Cross-lingual neural fuzzy matching for exploiting target-language monolingual corpora in computer-aided translation
Miquel Esplà-Gomis, Víctor M. Sánchez-Cartagena, Juan Antonio Pérez-Ortiz, Felipe Sánchez-Martínez
TL;DR
This work addresses the scarcity of in-domain translation memories by enabling CAT to exploit in-domain target-language monolingual corpora. It introduces neuroMatch, which retrieves translation proposals from TL corpora using cross-lingual sentence embeddings, and neuroFMS, a COMET-based predictor that estimates post-editing effort for those proposals. Across four language pairs, neuroMatch increases useful proposals relative to conventional FMS, and neuroFMS enables effective combination of TM- and monolingual-derived proposals, with human evaluation corroborating the automatic findings.

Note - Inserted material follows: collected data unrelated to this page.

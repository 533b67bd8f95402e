pub mod icons;
pub mod progress;

pub use progress::PipelineProgress;
//! Shared UI icons.
//!
//! Each icon has a plain-text fallback for terminals without emoji support.

use console::Emoji;

pub static CHECK: Emoji<'_, '_> = Emoji("✅ ", "[OK] ");
pub static CROSS: Emoji<'_, '_> = Emoji("❌ ", "[ERR] ");
pub static RETRY: Emoji<'_, '_> = Emoji("🔄 ", "[RETRY] ");
//! Pipeline entry points: `patchforge run` and `patchforge serve`.

use anyhow::{Context, Result};
use std::path::{Path, PathBuf};
use std::sync::Arc;

use patchforge::config::Settings;
use patchforge::orchestrator::Pipeline;
use patchforge::phase::PIPELINE;
use patchforge::server::start_server;
use patchforge::ui::PipelineProgress;

use super::env_lookup;

/// Run the pipeline once and print the recap on stdout.
pub async fn cmd_run(
    settings: Settings,
    workdir: PathBuf,
    zip: &Path,
    prompt: &str,
    quiet: bool,
    verbose: bool,
) -> Result<()> {
    if !zip.is_file() {
        anyhow::bail!("Archive not found: {}", zip.display());
    }
    if prompt.trim().is_empty() {
        anyhow::bail!("--prompt must not be empty");
    }

    let mut pipeline = Pipeline::from_settings(&workdir, settings, env_lookup)
        .context("Failed to configure the text generator")?;
    if !quiet {
        pipeline = pipeline.with_observer(Arc::new(PipelineProgress::new(
            PIPELINE.len() as u64,
            verbose,
        )));
    }

    let recap = pipeline.run(zip, prompt).await.context("Pipeline failed")?;
    println!("{}", recap);
    Ok(())
}

/// Serve the HTTP API until interrupted.
pub async fn cmd_serve(
    mut settings: Settings,
    workdir: PathBuf,
    host: Option<String>,
    port: Option<u16>,
) -> Result<()> {
    if let Some(host) = host {
        settings.server.host = host;
    }
    if let Some(port) = port {
        settings.server.port = port;
    }
    let server = settings.server.clone();

    let pipeline = Pipeline::from_settings(&workdir, settings, env_lookup)
        .context("Failed to configure the text generator")?;
    start_server(pipeline, &server).await
}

The approach promises practical gains in translator productivity by expanding the pool of usable proposals and providing a unified post-editing effort signal across heterogeneous sources.
Abstract
Computer-aided translation (CAT) tools based on translation memories (MT) play a prominent role in the translation workflow of professional translators. However, the reduced availability of in-domain TMs, as compared to in-domain monolingual corpora, limits its adoption for a number of translation tasks. In this paper, we introduce a novel neural approach aimed at overcoming this limitation by exploiting not only TMs, but also in-domain target-language (TL) monolingual corpora, and still enabling a similar functionality to that offered by conventional TM-based CAT tools. Our approach relies on cross-lingual sentence embeddings to retrieve translation proposals from TL monolingual corpora, and on a neural model to estimate their post-editing effort. The paper presents an automatic evaluation of these techniques on four language pairs that shows that our approach can successfully exploit monolingual texts in a TM-based CAT environment, increasing the amount of useful translation proposals, and that our neural model for estimating the post-editing effort enables the combination of translation proposals obtained from monolingual corpora and from TMs in the usual way. A human evaluation performed on a single language pair confirms the results of the automatic evaluation and seems to indicate that the translation proposals retrieved with our approach are more useful than what the automatic evaluation shows.